The combination of this intensified civil war and the NATO bombing touched off a killing spree in which the most fanatical and brutal Serb nationalist elements, especially paramilitary groups like the "White Eagles," played a major role. This would explain why in some regions terrible atrocities were carried out, while in many areas, especially those where the Serb population was larger and more secure and the KLA had less influence, the Albanian population suffered considerably less.

One significant account published in the New York Times Wednesday, but buried on its inside pages, supports this analysis. The article is by Steven Erlanger, who was the Times correspondent in Belgrade during the bombing and one of a handful of Western journalists who have at times written with a degree of objectivity. Erlanger visited the Pec in western Kosovo, the province's second largest city, and interviewed an Albanian woman who had worked for the OSCE monitors. She said: "When NATO started bombing, the police and the paramilitaries started destroying everything that was Albanian." The reporter detailed the destruction in the city "by Serb forces and paramilitaries in their rampage of revenge when NATO began bombing Yugoslavia in March." This characterization suggests that the NATO bombing played an indispensable role in touching off the wave of atrocities against Albanians.

 

The next Kosovo

The political motivation for the barrage of atrocity stories in the American media is spelled out in an editorial published in the Times on Thursday. Under the headline, "Lessons of the Balkan War," the editors state ominously, "This was the first military conflict since the end of the cold war fought primarily for humanitarian purposes. It will probably not be the last." The Times declares that the intervention into Yugoslavia "is a powerful signal to other tyrants that the instigation of ethnic violence, even within their own borders, can reach a point that the world will not tolerate." This is the language of colonialism, in which a handful of the most powerful imperialist countries trample on the sovereignty and national rights of lesser powers, even as they presume to speak for "the world." In the 19th century, military intervention and occupation by Britain, France, Belgium, Germany, Holland and Italy of large parts of Africa and Asia were given a moral gloss with phrases like "the white man's burden." Going into the 21st century the rhetoric has changed, but the content remains essentially the same. The Times does not name the countries that could become the next Kosovos, but the manipulation of ethnic antagonisms would provide similar pretexts for US intervention across a broad swathe of southeastern Europe, the Caucasus and Central Asia, all territories formerly incorporated into or dominated by the Soviet Union.

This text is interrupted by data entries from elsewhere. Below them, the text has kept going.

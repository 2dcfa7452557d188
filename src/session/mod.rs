//! Session lifecycle and the foreground polling surface.
//!
//! One [`Session`] owns one background capture thread. `start` blocks while
//! the engine warms up and the device opens (seconds, by design); after that
//! every foreground call returns immediately with a snapshot taken under a
//! briefly-held lock. Worker failures are surfaced lazily on the next
//! `status` poll rather than pushed.

mod state;
#[cfg(test)]
mod stubs;
mod worker;

use crate::audio::{DeviceError, MicSource, SampleSource};
use crate::config::{ConfigError, EngineSettings, SessionConfig};
use crate::engine::{EngineError, RecognitionEngine};
use crate::lock_or_recover;
use state::SharedState;
use std::sync::atomic::{AtomicBool, Ordering};
use std::sync::{mpsc, Arc, Mutex};
use std::thread;
use thiserror::Error;
use tracing::debug;
use worker::{run_capture_loop, WorkerSettings};

/// Why `start` failed. All variants require caller action; nothing is
/// retried internally.
#[derive(Debug, Error)]
pub enum StartError {
    /// `start` was called while a previous start is still in effect. Call
    /// [`Session::stop`] first to tear the old worker down.
    #[error("session already started")]
    AlreadyStarted,
    #[error(transparent)]
    Config(#[from] ConfigError),
    #[error("engine configuration failed: {0}")]
    Engine(#[from] EngineError),
    #[error("audio device failed: {0}")]
    Device(#[from] DeviceError),
    #[error("failed to spawn capture thread: {0}")]
    Spawn(std::io::Error),
}

/// Snapshot returned by [`Session::status`]. `NewResult` is reported exactly
/// once per finalized utterance.
#[derive(Debug, Copy, Clone, PartialEq, Eq)]
pub enum PollStatus {
    /// `start` has not succeeded (or `stop` tore the session down).
    NotStarted,
    /// The capture thread terminated unexpectedly; see the log for why.
    WorkerDied,
    Silence,
    Speaking,
    NewResult,
}

impl PollStatus {
    /// Integer form of the polling contract: -2 not initialized, -1 worker
    /// crashed, 0 silence, 1 speaking, 2 new result available.
    pub fn code(self) -> i32 {
        match self {
            PollStatus::NotStarted => -2,
            PollStatus::WorkerDied => -1,
            PollStatus::Silence => 0,
            PollStatus::Speaking => 1,
            PollStatus::NewResult => 2,
        }
    }
}

struct Worker {
    handle: thread::JoinHandle<()>,
    cancel: Arc<AtomicBool>,
}

/// One microphone-to-text session: a capture thread plus the shared state
/// the foreground polls. Independently constructible; multiple sessions may
/// coexist in one process.
pub struct Session {
    state: Arc<Mutex<SharedState>>,
    worker: Option<Worker>,
}

impl Session {
    pub fn new() -> Self {
        Self {
            state: Arc::new(Mutex::new(SharedState::new(
                crate::config::DEFAULT_MAX_TEXT_CHARS,
            ))),
            worker: None,
        }
    }

    /// Configure the engine, open the microphone, and spawn the capture
    /// thread.
    ///
    /// `make_engine` receives the resolved credential and model location;
    /// engine warm-up can take seconds, so this call blocks by design.
    /// Calling `start` again while a previous start is in effect fails with
    /// [`StartError::AlreadyStarted`].
    pub fn start<F>(&mut self, config: &SessionConfig, make_engine: F) -> Result<(), StartError>
    where
        F: FnOnce(&EngineSettings) -> Result<Box<dyn RecognitionEngine>, EngineError>,
    {
        if self.worker.is_some() {
            return Err(StartError::AlreadyStarted);
        }
        config.validate()?;
        let settings = config.engine_settings()?;
        let engine = make_engine(&settings)?;
        let sample_rate = engine.sample_rate();
        let frame_length = engine.frame_length();
        let device = config.input_device.clone();
        self.spawn(config, engine, move || {
            MicSource::open(device.as_deref(), sample_rate, frame_length)
                .map(|mic| Box::new(mic) as Box<dyn SampleSource>)
        })
    }

    /// Like [`Session::start`] but with a caller-supplied audio source in
    /// place of the microphone. The closure runs on the capture thread,
    /// because audio stream handles generally cannot move between threads.
    pub fn start_with_source<S>(
        &mut self,
        config: &SessionConfig,
        engine: Box<dyn RecognitionEngine>,
        open_source: S,
    ) -> Result<(), StartError>
    where
        S: FnOnce() -> Result<Box<dyn SampleSource>, DeviceError> + Send + 'static,
    {
        if self.worker.is_some() {
            return Err(StartError::AlreadyStarted);
        }
        config.validate()?;
        self.spawn(config, engine, open_source)
    }

    fn spawn<S>(
        &mut self,
        config: &SessionConfig,
        engine: Box<dyn RecognitionEngine>,
        open_source: S,
    ) -> Result<(), StartError>
    where
        S: FnOnce() -> Result<Box<dyn SampleSource>, DeviceError> + Send + 'static,
    {
        let state = Arc::new(Mutex::new(SharedState::new(config.max_text_chars)));
        let cancel = Arc::new(AtomicBool::new(false));
        let settings = WorkerSettings {
            long_mute_frames: config.long_mute_frames,
            force_endpoint_frames: config.force_endpoint_frames,
            trace_partials: config.trace_partials,
        };

        // The source is opened on the capture thread; the outcome is handed
        // back over a one-shot channel so `start` can still report
        // device-open failures synchronously.
        let (opened_tx, opened_rx) = mpsc::sync_channel::<Result<(), DeviceError>>(1);
        let thread_state = state.clone();
        let thread_cancel = cancel.clone();
        let handle = thread::Builder::new()
            .name("voicepoll-capture".into())
            .spawn(move || {
                let source = match open_source() {
                    Ok(source) => {
                        let _ = opened_tx.send(Ok(()));
                        source
                    }
                    Err(err) => {
                        let _ = opened_tx.send(Err(err));
                        return;
                    }
                };
                run_capture_loop(engine, source, thread_state, thread_cancel, settings);
            })
            .map_err(StartError::Spawn)?;

        match opened_rx.recv() {
            Ok(Ok(())) => {
                debug!("capture thread started");
                self.state = state;
                self.worker = Some(Worker { handle, cancel });
                Ok(())
            }
            Ok(Err(err)) => {
                let _ = handle.join();
                Err(StartError::Device(err))
            }
            Err(_) => {
                // The thread died before reporting; treat it as a stream
                // failure rather than panicking the caller.
                let _ = handle.join();
                Err(StartError::Device(DeviceError::Stream(
                    "capture thread exited during startup".into(),
                )))
            }
        }
    }

    /// Non-blocking poll of the current utterance state.
    ///
    /// Consumes the ready flag: each finalized utterance is reported as
    /// [`PollStatus::NewResult`] by exactly one call. A dead capture thread
    /// takes precedence over any pending result, matching the error-first
    /// sanity check of the integer contract.
    pub fn status(&self) -> PollStatus {
        let Some(worker) = &self.worker else {
            return PollStatus::NotStarted;
        };
        if worker.handle.is_finished() {
            return PollStatus::WorkerDied;
        }

        let mut shared = lock_or_recover(&self.state, "status poll");
        if shared.ready {
            shared.ready = false;
            PollStatus::NewResult
        } else if shared.active {
            PollStatus::Speaking
        } else {
            PollStatus::Silence
        }
    }

    /// Copy of the last finalized utterance, empty if nothing has ever
    /// completed. Stable until the next finalize.
    pub fn heard(&self) -> String {
        lock_or_recover(&self.state, "heard").result.clone()
    }

    /// Whether the capture thread is alive.
    pub fn is_running(&self) -> bool {
        self.worker
            .as_ref()
            .map(|worker| !worker.handle.is_finished())
            .unwrap_or(false)
    }

    /// Cancel the capture thread and wait for it to exit.
    ///
    /// Cancellation is cooperative: the worker notices the flag at its next
    /// loop-top checkpoint, so this blocks for at most one device read plus
    /// one engine call. Safe to call whether or not `start` succeeded; the
    /// session can be started again afterwards.
    pub fn stop(&mut self) {
        if let Some(worker) = self.worker.take() {
            worker.cancel.store(true, Ordering::Relaxed);
            let _ = worker.handle.join();
            debug!("capture thread joined");
        }
    }
}

impl Default for Session {
    fn default() -> Self {
        Self::new()
    }
}

impl Drop for Session {
    fn drop(&mut self) {
        self.stop();
    }
}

According to the Times, "the immediate hazard in Kosovo was a demonic assault on the principles of a civilized society. NATO bombed Serbia for 78 days to combat lethal ethnic cleansing, to reverse the expulsion of more than a million ethnic Albanians from their homes and to prevent Slobodan Milosevic from terrorizing the Balkans."

At another point the editorial states: "The mass graves, gutted buildings and torched farmhouses of Kosovo are not the inevitable product of military conflict. They are the result of a premeditated assault by Mr. Milosevic against ethnic Albanians."

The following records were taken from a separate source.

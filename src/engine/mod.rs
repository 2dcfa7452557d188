//! The recognition engine seam.
//!
//! The recognizer is an external, stateful black box: it takes one frame at
//! a time, may hand back a text fragment and an endpoint signal, and can be
//! flushed to force out whatever it is still buffering. Calls may block for
//! anything from microseconds to over a second; callers must never assume
//! bounded latency.

#[cfg(feature = "engine_whisper")]
pub mod whisper;

#[cfg(feature = "engine_whisper")]
pub use whisper::WhisperEngine;

use thiserror::Error;

/// One step of streaming recognition.
#[derive(Debug, Clone, Default, PartialEq, Eq)]
pub struct EngineOutput {
    /// New transcription text, possibly empty. Empty is not an error.
    pub fragment: String,
    /// True when the engine believes the current utterance just ended.
    pub endpoint: bool,
}

/// Engine failures. `Init` aborts `start`; `Process` and `Flush` terminate
/// the capture thread and surface as a dead worker on the next poll.
#[derive(Debug, Error)]
pub enum EngineError {
    #[error("engine initialization failed: {0}")]
    Init(String),
    #[error("engine frame processing failed: {0}")]
    Process(String),
    #[error("engine flush failed: {0}")]
    Flush(String),
}

/// Streaming speech recognizer consuming fixed-size 16-bit mono frames.
///
/// Exactly one utterance is in flight per engine instance. The engine is
/// constructed on the foreground thread during `start` and then moved onto
/// the capture thread, so implementations must be `Send`.
pub trait RecognitionEngine: Send {
    /// Frame size in samples that `process_frame` expects.
    fn frame_length(&self) -> usize;

    /// Sample rate in Hz the audio source must be opened at.
    fn sample_rate(&self) -> u32;

    /// Feed one frame; may block for a variable duration.
    fn process_frame(&mut self, frame: &[i16]) -> Result<EngineOutput, EngineError>;

    /// Force out any buffered transcription and end the current utterance.
    /// Authoritative at an utterance boundary: its output replaces whatever
    /// the preceding `process_frame` returned.
    fn flush(&mut self) -> Result<String, EngineError>;
}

We have examined elsewhere the complex historical background to the war in Yugoslavia, which bears no relation to the simplistic version of the Times. It should simply be pointed out that when NATO began bombing, neither "lethal ethnic cleansing" nor the flight of the Kosovars had yet taken place. As for Milosevic and the Balkans, the Serbian ruler has never intervened beyond the borders of the former Yugoslavia.

It was the US and NATO which, in the course of the war, bombed Bulgaria, blocked shipping in Romania, turned Albania, Macedonia, Hungary and Greece into military staging areas and converted the Balkans as a whole into a war zone. There was a premeditated assault in the Balkan War of 1999. It was the deliberate attack on a small nation of 11 million people by a coalition of 19 of the richest and most powerful countries in the world, spearheaded by the world's bully, the United States of America.